Stored data entries:
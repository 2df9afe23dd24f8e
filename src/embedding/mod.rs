//! Text encoders
//!
//! The retrieval engine only depends on the [`Encoder`] trait, so the
//! embedding model can be swapped or replaced with a test double.
//!
//! Backends:
//! - `BertEncoder`: sentence-transformer BERT model run locally via Candle
//! - `HashingEncoder`: offline bag-of-words feature hashing

pub mod bert;
pub mod hashing;

pub use bert::BertEncoder;
pub use hashing::HashingEncoder;

use crate::errors::{QaError, Result};

/// A deterministic text-to-vector function.
///
/// Implementations must return identical vectors for identical input
/// whether a text is encoded alone or inside a batch, and must be callable
/// from several threads at once.
pub trait Encoder: Send + Sync {
    /// Encode many texts, one vector per text, in input order
    fn encode_batch(&self, texts: &[&str]) -> Result<Vec<Vec<f32>>>;

    /// Encode a single text
    fn encode(&self, text: &str) -> Result<Vec<f32>> {
        self.encode_batch(&[text])?
            .pop()
            .ok_or_else(|| QaError::Encoding("encoder returned no vector".to_string()))
    }

    /// Output vector length
    fn dimension(&self) -> usize;

    /// Model name and version, for logs
    fn model_id(&self) -> &str;
}

impl<E: Encoder + ?Sized> Encoder for Box<E> {
    fn encode_batch(&self, texts: &[&str]) -> Result<Vec<Vec<f32>>> {
        (**self).encode_batch(texts)
    }

    fn encode(&self, text: &str) -> Result<Vec<f32>> {
        (**self).encode(text)
    }

    fn dimension(&self) -> usize {
        (**self).dimension()
    }

    fn model_id(&self) -> &str {
        (**self).model_id()
    }
}

impl<E: Encoder + ?Sized> Encoder for std::sync::Arc<E> {
    fn encode_batch(&self, texts: &[&str]) -> Result<Vec<Vec<f32>>> {
        (**self).encode_batch(texts)
    }

    fn encode(&self, text: &str) -> Result<Vec<f32>> {
        (**self).encode(text)
    }

    fn dimension(&self) -> usize {
        (**self).dimension()
    }

    fn model_id(&self) -> &str {
        (**self).model_id()
    }
}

◆ **ASSIGNED TASK**: Word for word, restate the entries that appear above.

◆ **EXERCISE ANSWER**:
repository 2df9afe23dd24f8e
filename src/embedding/mod.rs
//! Text encoders
//!
//! The retrieval engine only depends on the [`Encoder`] trait, so the
//! embedding model can be swapped or replaced with a test double.
//!
//! Backends:
//! - `BertEncoder`: sentence-transformer BERT model run locally via Candle
//! - `HashingEncoder`: offline bag-of-words feature hashing

pub mod bert;
pub mod hashing;

pub use bert::BertEncoder;
pub use hashing::HashingEncoder;

use crate::errors::{QaError, Result};

/// A deterministic text-to-vector function.
///
/// Implementations must return identical vectors for identical input
/// whether a text is encoded alone or inside a batch, and must be callable
/// from several threads at once.
pub trait Encoder: Send + Sync {
    /// Encode many texts, one vector per text, in input order
    fn encode_batch(&self, texts: &[&str]) -> Result<Vec<Vec<f32>>>;

    /// Encode a single text
    fn encode(&self, text: &str) -> Result<Vec<f32>> {
        self.encode_batch(&[text])?
            .pop()
            .ok_or_else(|| QaError::Encoding("encoder returned no vector".to_string()))
    }

    /// Output vector length
    fn dimension(&self) -> usize;

    /// Model name and version, for logs
    fn model_id(&self) -> &str;
}

impl<E: Encoder + ?Sized> Encoder for Box<E> {
    fn encode_batch(&self, texts: &[&str]) -> Result<Vec<Vec<f32>>> {
        (**self).encode_batch(texts)
    }

    fn encode(&self, text: &str) -> Result<Vec<f32>> {
        (**self).encode(text)
    }

    fn dimension(&self) -> usize {
        (**self).dimension()
    }

    fn model_id(&self) -> &str {
        (**self).model_id()
    }
}

impl<E: Encoder + ?Sized> Encoder for std::sync::Arc<E> {
    fn encode_batch(&self, texts: &[&str]) -> Result<Vec<Vec<f32>>> {
        (**self).encode_batch(texts)
    }

    fn encode(&self, text: &str) -> Result<Vec<f32>> {
        (**self).encode(text)
    }

    fn dimension(&self) -> usize {
        (**self).dimension()
    }

    fn model_id(&self) -> &str {
        (**self).model_id()
    }
}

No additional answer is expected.